The page that wouldn't share itself
Marketers and content authors live inside the SitecoreAI Pages editor. When they want to share what they're working on — in Slack, Teams, an email thread, a release note — they reach for an OS screenshot tool and end up with a frame full of editor chrome, sidebars, and the wrong viewport. The page they were trying to share gets buried under the tool they used to share it.
PageShot is a single Page Builder Context Panel that fixes that. One Capture button, two viewports (Mobile, Desktop), four height presets (Small → Full), and three actions per capture: Copy to clipboard, Download as PNG, Open in a new tab. The image comes out chrome-free because it's rendered server-side by the SitecoreAI Agent API — the editor never sees it.
button
(Mobile · Desktop)
(800 → 8000px)
capture
How it actually works
The panel runs inside the Sitecore Pages iframe and tracks the page the editor is currently on. When you click Capture, the request goes through a small server-side proxy in the app — that's where the OAuth credentials live, never on the client — and the SitecoreAI Agent API renders the page chrome-free at the requested viewport and height. The image comes back as a PNG, gets auto-trimmed of any solid-color padding, and lands in the polaroid-card UI ready for Copy / Download / Open.
The whole app is stateless — no database, no persisted images, no auth on the client. It's a custom app installed on a single tenant rather than published to the public Marketplace, which keeps the threat surface narrow and the rollout simple.
What the build crossed
PageShot was the first Marketplace product shipped through the full agentic pipeline. The build crossed every layer at once — and that's where the discoveries lived.

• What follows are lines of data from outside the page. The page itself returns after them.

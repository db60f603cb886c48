use approx::assert_abs_diff_eq;
use edmd::error::Result;
use edmd::math::Polynomial;

/// Every root returned by the closed-form solver must evaluate to ~0, for
/// all solvable orders.
#[test]
fn returned_roots_are_roots() -> Result<()> {
    let cases: Vec<Polynomial> = vec![
        Polynomial::constant(7.0),
        Polynomial::new(&[-9.0, 12.0]),
        Polynomial::new(&[3.0, -4.0, 1.0]),
        Polynomial::new(&[-1.0, 0.0, 4.0]),
        Polynomial::new(&[1.25, 712345.12, 1.0]),
        Polynomial::new(&[2.25, -3.0, 1.0]), // double root at 1.5
    ];
    for poly in &cases {
        for &root in &poly.solve_roots()? {
            // Residual scaled to the coefficient magnitude at the root.
            let scale = poly
                .coeffs()
                .iter()
                .enumerate()
                .map(|(i, c)| (c * root.powi(i as i32)).abs())
                .fold(1.0_f64, f64::max);
            assert_abs_diff_eq!(poly.eval(root) / scale, 0.0, epsilon = 1e-9);
        }
    }
    Ok(())
}

/// Vieta's formulas guard the cancellation-safe quadratic: for distinct
/// real roots, sum = -c1/c2 and product = c0/c2.
#[test]
fn vieta_holds_for_distinct_roots() -> Result<()> {
    let cases = [
        [6.0, -5.0, 1.0],
        [1.25, 712345.12, 1.0], // c1^2 >> 4 c2 c0
        [-20.0, 1.0, 3.0],
        [1e-8, 1e4, 2.0],
    ];
    for [c0, c1, c2] in cases {
        let roots = Polynomial::new(&[c0, c1, c2]).solve_roots()?;
        assert_eq!(roots.len(), 2, "expected distinct roots for {c0},{c1},{c2}");
        let sum = roots[0] + roots[1];
        let product = roots[0] * roots[1];
        assert_abs_diff_eq!(sum / (-c1 / c2) - 1.0, 0.0, epsilon = 1e-10);
        assert_abs_diff_eq!(product / (c0 / c2) - 1.0, 0.0, epsilon = 1e-10);
    }
    Ok(())
}

/// An order-2 polynomial whose leading coefficient is exactly zero is the
/// order-1 problem, never "no roots".
#[test]
fn degenerate_quadratic_is_solved_linearly() -> Result<()> {
    let degenerate = Polynomial::new(&[-9.0, 12.0, 0.0]);
    let linear = Polynomial::new(&[-9.0, 12.0]);
    let rd = degenerate.solve_roots()?;
    let rl = linear.solve_roots()?;
    assert_eq!(rd.len(), 1);
    assert_eq!(rd[0], rl[0]);
    Ok(())
}

/// Arithmetic order rules: add takes the max, multiply the sum, derivative
/// drops one.
#[test]
fn order_arithmetic() {
    let a = Polynomial::new(&[1.0, 2.0]);
    let b = Polynomial::new(&[0.5, 0.0, 3.0]);
    assert_eq!((&a + &b).order(), 2);
    assert_eq!((&a - &b).order(), 2);
    assert_eq!((&a * &b).order(), 3);
    assert_eq!(b.derivative().order(), 1);
}
//! Numerical building blocks for event prediction.

pub mod polynomial;

pub use polynomial::{Polynomial, RootSet};
//! Event-driven particle dynamics core.
//!
//! Instead of fixed time steps, the engine advances a particle population
//! by discrete events: it predicts, in closed form, when each particle's
//! next collision or boundary crossing occurs, keeps one pending prediction
//! per particle in a minimum-time calendar, and repeatedly executes the
//! globally earliest event — streaming only the involved state forward,
//! applying the physical response, and recomputing exactly the predictions
//! the event invalidated.
//!
//! ```
//! use edmd::core::{Domain, Particle, Simulation, StepOutcome};
//!
//! # fn main() -> edmd::error::Result<()> {
//! let particles = vec![
//!     Particle::new(0, [0.0, 0.0, 0.0], [0.5, 0.0, 0.0], 1.0, 1.0)?,
//!     Particle::new(1, [4.0, 0.0, 0.0], [-0.5, 0.0, 0.0], 1.0, 1.0)?,
//! ];
//! let mut sim = Simulation::hard_spheres(particles, Domain::Open)?;
//! while let StepOutcome::Event(summary) = sim.advance_to_next_event()? {
//!     println!("t = {}: {:?}", summary.time, summary.kind);
//! }
//! # Ok(())
//! # }
//! ```
//!
//! Spatial indexing, physical response laws, and boundary-condition
//! transforms are collaborator seams ([`core::NeighborSource`],
//! [`core::ResponseModel`], [`core::Domain`]); the crate ships all-pairs,
//! elastic-hard-contact, and open/periodic/walled defaults.

pub mod core;
pub mod error;
pub mod math;

pub use crate::core::{Domain, EventKind, EventSummary, Particle, Simulation, StepOutcome};
pub use crate::error::{Error, Result};
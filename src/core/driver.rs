use crate::core::calendar::Calendar;
use crate::core::event::{EventKind, EventRecord, EventSummary};
use crate::core::motion::{dot, wall_axis_side, Domain, HardSphere, InteractionGeometry};
use crate::core::particle::{Particle, ParticleId, DIM, EPS_TIME};
use crate::core::predict::{AllPairs, NeighborSource, Predictor};
use crate::error::{Error, Result};
use rand::{rngs::StdRng, Rng, SeedableRng};

/// Physical response collaborator: mutates participant velocities (and
/// nothing else) when an event fires. Participants arrive streamed to the
/// event time.
pub trait ResponseModel {
    fn apply(
        &self,
        kind: &EventKind,
        domain: &Domain,
        participants: &mut [&mut Particle],
    ) -> Result<()>;
}

/// Conservation-law response for hard contacts: mass-weighted exchange of
/// the normal velocity component for pair collisions, specular reflection
/// for wall events. System events carry no physical effect.
#[derive(Debug, Clone, Copy, Default)]
pub struct ElasticResponse;

impl ResponseModel for ElasticResponse {
    fn apply(
        &self,
        kind: &EventKind,
        domain: &Domain,
        participants: &mut [&mut Particle],
    ) -> Result<()> {
        match kind {
            EventKind::Pair { i, j } => {
                let [pi, pj] = participants else {
                    return Err(Error::InvariantViolation(format!(
                        "pair event ({i},{j}) delivered {} participants",
                        participants.len()
                    )));
                };
                // Unit contact normal from i to j, under the boundary
                // transform so seam-crossing contacts get the true normal.
                let mut n = [0.0_f64; DIM];
                for k in 0..DIM {
                    n[k] = pj.r[k] - pi.r[k];
                }
                let n = domain.minimum_image(n);
                let dist = dot(&n, &n).sqrt();
                if dist <= EPS_TIME {
                    return Err(Error::InvariantViolation(format!(
                        "degenerate contact normal between particles {i} and {j}"
                    )));
                }

                let mut u = [0.0_f64; DIM];
                for k in 0..DIM {
                    u[k] = pj.v[k] - pi.v[k];
                }
                let u_n = dot(&u, &n) / dist;

                // Only the normal component changes.
                let fi = (2.0 * pj.mass / (pi.mass + pj.mass)) * u_n;
                let fj = (2.0 * pi.mass / (pi.mass + pj.mass)) * u_n;
                for k in 0..DIM {
                    let nk = n[k] / dist;
                    pi.v[k] += fi * nk;
                    pj.v[k] -= fj * nk;
                }
                Ok(())
            }
            EventKind::Boundary { i, wall } => {
                let [p] = participants else {
                    return Err(Error::InvariantViolation(format!(
                        "boundary event for {i} delivered {} participants",
                        participants.len()
                    )));
                };
                let (axis, _is_max) = wall_axis_side(*wall);
                p.v[axis] = -p.v[axis];
                Ok(())
            }
            EventKind::System { .. } | EventKind::Idle { .. } => Ok(()),
        }
    }
}

/// Result of one driver step.
#[derive(Debug, Clone, PartialEq)]
pub enum StepOutcome {
    /// An event fired; the summary feeds logging/statistics collaborators.
    Event(EventSummary),
    /// No further event before the horizon (or at all). Normal completion.
    Terminated,
}

/// Summary of a [`Simulation::run`] call.
#[derive(Debug, Clone, Copy, PartialEq)]
pub struct DriverReport {
    pub events: u64,
    pub final_time: f64,
}

/// A pending system event (pseudo-participant in the calendar).
#[derive(Debug, Clone, Copy)]
struct SystemTick {
    id: u32,
    time: f64,
    period: Option<f64>,
}

/// The event-driven simulation: owns the particles, the calendar, and the
/// collaborator seams, and advances the system one event at a time.
///
/// Strictly sequential: each event's effect may depend on the exact state
/// produced by all prior events, so the loop body is the only mutator of
/// the calendar, and streaming plus effect application for one event form
/// an atomic unit as far as scheduling is concerned.
pub struct Simulation {
    particles: Vec<Particle>,
    domain: Domain,
    predictor: Predictor<Box<dyn InteractionGeometry>>,
    neighbors: Box<dyn NeighborSource>,
    response: Box<dyn ResponseModel>,
    calendar: Calendar,
    time: f64,
    event_count: u64,
    horizon: Option<f64>,
    ticks: Vec<SystemTick>,
    next_tick_id: u32,
}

The patches it left behind
Run 10 was the first time the skills met integral pressure — six layers stacked in one build. Eight patches landed and survived re-dogfood on the next scaffold. They cluster into three themes:
- API surface drift — undocumented response fields, parameter types that disagreed with the OpenAPI sample, and behaviour conventions that only show up the moment you actually call the endpoint.
- Iframe sandbox reality — the Pages iframe restricts what a hosted app can do; some browser primitives silently no-op rather than failing loudly, and the route handler needs the right Permissions-Policy posture for the outbound API call to survive.
- Naming and styling conventions — a credential-naming convention so multiple automation clients per tenant don't collide, plus putting Tailwind v4 design tokens where v4 expects them and recognising what the Blok design preset already gives you for free.
Where this leaves the loop
PageShot proved the skill set holds together when six layers stack at once. It also surfaced — for the first time — issues that no type-check, no lint pass, and no agent-side harness would ever have found: the iframe sandbox trap, the response-shape gaps, and the credential naming convention.
QuickCopy was the next step: a clean build with all of PageShot's patches already in place, to verify the loop had actually closed.